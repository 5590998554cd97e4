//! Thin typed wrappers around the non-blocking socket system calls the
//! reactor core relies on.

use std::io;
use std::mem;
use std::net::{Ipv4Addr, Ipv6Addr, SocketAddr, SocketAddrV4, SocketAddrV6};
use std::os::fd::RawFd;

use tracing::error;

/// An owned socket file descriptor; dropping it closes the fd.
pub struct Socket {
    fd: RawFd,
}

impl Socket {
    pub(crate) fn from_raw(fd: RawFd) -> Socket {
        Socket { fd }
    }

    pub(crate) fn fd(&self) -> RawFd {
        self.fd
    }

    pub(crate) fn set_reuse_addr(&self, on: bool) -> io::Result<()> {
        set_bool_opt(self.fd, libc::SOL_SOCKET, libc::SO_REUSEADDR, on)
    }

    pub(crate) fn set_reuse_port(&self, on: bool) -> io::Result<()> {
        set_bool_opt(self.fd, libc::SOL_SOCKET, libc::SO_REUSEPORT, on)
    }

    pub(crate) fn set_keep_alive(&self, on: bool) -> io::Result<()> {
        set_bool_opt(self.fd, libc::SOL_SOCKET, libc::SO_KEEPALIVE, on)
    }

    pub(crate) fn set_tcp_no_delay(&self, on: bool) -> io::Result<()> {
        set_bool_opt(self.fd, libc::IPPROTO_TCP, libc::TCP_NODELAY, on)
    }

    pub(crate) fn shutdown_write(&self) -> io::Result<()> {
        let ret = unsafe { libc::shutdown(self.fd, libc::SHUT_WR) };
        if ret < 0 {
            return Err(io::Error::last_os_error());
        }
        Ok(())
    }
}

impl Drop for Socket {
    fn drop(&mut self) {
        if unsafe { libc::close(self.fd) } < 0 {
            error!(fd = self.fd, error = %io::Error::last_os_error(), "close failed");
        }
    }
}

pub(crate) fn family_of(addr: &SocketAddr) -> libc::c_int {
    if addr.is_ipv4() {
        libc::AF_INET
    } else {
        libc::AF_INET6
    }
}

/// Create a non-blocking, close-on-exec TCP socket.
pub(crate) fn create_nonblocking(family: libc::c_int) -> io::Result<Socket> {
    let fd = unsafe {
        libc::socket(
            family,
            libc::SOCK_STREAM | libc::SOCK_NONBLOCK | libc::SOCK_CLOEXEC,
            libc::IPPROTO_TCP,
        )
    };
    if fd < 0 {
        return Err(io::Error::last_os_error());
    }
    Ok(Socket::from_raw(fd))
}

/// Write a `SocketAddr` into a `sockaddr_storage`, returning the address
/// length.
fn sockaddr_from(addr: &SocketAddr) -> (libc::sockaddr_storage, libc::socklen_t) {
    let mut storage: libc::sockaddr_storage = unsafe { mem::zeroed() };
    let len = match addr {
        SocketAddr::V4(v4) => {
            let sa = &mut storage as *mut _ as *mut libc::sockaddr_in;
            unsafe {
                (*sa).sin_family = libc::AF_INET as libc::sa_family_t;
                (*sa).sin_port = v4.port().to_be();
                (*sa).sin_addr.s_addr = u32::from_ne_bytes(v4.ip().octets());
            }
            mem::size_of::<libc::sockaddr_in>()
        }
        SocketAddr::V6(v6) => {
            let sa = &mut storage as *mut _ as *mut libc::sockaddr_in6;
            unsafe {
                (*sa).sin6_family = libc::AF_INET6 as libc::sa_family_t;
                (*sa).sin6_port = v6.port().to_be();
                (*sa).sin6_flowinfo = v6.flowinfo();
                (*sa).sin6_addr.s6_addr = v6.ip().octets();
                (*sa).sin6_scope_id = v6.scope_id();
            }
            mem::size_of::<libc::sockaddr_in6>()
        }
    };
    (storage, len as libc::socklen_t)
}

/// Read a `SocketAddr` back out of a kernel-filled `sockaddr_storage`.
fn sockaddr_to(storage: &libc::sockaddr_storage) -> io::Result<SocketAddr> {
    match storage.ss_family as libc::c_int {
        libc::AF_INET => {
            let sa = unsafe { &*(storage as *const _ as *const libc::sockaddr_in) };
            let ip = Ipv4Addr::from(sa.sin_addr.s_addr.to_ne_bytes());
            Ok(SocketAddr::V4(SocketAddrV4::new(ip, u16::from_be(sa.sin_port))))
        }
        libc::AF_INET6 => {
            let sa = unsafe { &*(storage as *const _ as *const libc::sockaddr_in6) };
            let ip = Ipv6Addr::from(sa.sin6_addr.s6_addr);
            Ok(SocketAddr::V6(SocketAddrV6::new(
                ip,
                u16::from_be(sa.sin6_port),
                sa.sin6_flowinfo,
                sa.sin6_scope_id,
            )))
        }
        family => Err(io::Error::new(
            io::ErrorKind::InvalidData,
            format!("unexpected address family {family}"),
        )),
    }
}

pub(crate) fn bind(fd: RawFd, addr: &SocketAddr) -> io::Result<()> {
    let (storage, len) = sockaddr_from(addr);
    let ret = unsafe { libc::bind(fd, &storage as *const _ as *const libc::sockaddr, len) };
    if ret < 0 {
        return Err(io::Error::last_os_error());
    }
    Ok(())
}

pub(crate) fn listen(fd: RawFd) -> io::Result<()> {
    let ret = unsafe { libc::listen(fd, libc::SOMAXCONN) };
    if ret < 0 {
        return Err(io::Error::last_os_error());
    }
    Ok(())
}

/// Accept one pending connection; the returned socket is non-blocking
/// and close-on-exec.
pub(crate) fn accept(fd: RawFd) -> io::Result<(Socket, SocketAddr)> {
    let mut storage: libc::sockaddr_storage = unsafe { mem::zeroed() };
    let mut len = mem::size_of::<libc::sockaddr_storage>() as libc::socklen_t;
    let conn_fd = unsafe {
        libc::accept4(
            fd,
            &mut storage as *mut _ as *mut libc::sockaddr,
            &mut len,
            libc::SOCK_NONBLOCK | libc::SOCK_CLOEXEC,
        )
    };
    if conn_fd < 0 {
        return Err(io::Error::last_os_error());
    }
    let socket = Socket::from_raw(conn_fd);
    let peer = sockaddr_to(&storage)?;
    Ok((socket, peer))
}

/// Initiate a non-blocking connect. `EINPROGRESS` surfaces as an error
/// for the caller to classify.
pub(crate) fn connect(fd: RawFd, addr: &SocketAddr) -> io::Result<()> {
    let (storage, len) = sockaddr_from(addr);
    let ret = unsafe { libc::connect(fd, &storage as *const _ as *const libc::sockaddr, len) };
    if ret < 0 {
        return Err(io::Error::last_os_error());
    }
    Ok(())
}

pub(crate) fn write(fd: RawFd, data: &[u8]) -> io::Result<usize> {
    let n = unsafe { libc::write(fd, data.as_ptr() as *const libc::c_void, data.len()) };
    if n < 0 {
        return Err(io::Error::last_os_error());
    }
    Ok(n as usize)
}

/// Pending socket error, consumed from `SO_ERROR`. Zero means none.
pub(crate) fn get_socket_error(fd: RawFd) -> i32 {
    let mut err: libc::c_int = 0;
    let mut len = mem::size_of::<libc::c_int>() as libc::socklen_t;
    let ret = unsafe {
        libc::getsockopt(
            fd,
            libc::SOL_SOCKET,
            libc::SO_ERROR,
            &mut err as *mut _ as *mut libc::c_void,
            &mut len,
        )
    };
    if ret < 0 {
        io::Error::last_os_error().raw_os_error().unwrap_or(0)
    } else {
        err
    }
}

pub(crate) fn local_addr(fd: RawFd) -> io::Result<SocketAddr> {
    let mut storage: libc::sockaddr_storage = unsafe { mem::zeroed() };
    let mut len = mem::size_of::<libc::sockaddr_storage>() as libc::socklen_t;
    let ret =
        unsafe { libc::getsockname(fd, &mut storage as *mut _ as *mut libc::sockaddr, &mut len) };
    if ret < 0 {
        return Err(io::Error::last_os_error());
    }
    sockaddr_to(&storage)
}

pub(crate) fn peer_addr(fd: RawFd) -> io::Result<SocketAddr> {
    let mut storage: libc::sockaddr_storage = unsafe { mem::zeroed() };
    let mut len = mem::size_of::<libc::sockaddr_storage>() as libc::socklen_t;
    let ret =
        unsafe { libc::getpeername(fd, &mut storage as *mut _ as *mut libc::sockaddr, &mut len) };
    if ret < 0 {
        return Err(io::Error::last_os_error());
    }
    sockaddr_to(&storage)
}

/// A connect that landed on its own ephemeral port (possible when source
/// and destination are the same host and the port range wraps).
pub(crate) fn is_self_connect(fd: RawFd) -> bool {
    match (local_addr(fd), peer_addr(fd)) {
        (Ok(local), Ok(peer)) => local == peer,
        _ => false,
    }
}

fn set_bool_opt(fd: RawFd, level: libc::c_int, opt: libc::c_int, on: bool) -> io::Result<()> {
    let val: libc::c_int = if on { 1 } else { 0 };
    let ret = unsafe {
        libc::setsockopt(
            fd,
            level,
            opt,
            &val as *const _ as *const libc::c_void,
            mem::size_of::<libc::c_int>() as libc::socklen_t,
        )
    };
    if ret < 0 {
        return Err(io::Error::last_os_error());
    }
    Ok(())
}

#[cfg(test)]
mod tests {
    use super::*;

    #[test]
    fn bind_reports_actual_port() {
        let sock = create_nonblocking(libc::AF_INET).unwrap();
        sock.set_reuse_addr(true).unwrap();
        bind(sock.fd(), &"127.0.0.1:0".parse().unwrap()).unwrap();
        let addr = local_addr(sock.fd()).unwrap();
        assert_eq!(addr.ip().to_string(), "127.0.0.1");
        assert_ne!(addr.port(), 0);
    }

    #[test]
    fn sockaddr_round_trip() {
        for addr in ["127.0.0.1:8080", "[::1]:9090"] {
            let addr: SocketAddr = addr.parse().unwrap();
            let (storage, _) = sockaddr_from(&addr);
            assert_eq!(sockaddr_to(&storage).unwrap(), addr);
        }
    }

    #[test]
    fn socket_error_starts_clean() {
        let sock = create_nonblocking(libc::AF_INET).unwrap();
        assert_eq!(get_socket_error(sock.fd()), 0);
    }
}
+-------+
- **Goal of the exercise**
Could you output, exactly and with nothing else, the lines from the start of the records through the line containing "use std::os::fd::RawFd;"?

- **Response to this task**
repository 5590998554cd97e4
//! Thin typed wrappers around the non-blocking socket system calls the
//! reactor core relies on.

use std::io;
use std::mem;
use std::net::{Ipv4Addr, Ipv6Addr, SocketAddr, SocketAddrV4, SocketAddrV6};
use std::os::fd::RawFd;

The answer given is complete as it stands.